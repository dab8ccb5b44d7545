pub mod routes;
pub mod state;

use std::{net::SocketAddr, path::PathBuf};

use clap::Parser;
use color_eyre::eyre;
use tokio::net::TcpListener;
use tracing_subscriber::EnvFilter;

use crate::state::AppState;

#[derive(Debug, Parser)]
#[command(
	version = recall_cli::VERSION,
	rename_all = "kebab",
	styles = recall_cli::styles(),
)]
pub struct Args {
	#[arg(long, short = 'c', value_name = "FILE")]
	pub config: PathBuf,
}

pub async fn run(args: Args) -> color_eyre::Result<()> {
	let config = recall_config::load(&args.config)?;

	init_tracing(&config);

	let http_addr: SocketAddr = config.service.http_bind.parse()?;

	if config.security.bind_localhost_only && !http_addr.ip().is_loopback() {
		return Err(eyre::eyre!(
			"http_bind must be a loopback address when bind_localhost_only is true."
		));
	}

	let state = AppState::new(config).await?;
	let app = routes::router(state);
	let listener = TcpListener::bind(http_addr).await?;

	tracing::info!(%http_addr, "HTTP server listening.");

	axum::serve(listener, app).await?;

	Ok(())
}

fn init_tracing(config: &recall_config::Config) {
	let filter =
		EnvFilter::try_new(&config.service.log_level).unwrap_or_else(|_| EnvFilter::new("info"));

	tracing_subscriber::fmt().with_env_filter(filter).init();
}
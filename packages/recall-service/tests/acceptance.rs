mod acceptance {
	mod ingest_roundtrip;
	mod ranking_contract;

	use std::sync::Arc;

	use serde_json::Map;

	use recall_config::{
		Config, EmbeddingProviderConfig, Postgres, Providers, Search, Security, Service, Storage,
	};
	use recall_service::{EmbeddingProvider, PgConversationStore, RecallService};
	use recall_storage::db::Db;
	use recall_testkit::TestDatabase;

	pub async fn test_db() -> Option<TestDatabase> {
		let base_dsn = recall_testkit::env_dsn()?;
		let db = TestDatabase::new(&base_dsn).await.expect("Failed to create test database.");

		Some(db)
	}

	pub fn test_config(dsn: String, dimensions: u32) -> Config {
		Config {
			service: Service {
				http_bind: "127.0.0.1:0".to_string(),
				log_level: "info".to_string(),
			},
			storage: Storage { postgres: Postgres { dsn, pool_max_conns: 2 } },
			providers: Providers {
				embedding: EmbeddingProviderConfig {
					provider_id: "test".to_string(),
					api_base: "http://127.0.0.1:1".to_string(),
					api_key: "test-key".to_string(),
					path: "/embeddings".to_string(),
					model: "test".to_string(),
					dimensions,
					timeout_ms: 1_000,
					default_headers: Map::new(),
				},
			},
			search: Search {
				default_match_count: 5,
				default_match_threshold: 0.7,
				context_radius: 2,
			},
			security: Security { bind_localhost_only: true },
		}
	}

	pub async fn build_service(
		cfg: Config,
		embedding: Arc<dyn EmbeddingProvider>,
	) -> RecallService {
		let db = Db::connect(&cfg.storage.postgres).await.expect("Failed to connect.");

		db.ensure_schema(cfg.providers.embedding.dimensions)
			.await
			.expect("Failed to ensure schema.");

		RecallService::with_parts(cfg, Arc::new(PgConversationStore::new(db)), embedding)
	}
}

> Work order: Would you please return all lines from the listing above that contain "Search"?

> Result below:
		Config, EmbeddingProviderConfig, Postgres, Providers, Search, Security, Service, Storage,
			search: Search {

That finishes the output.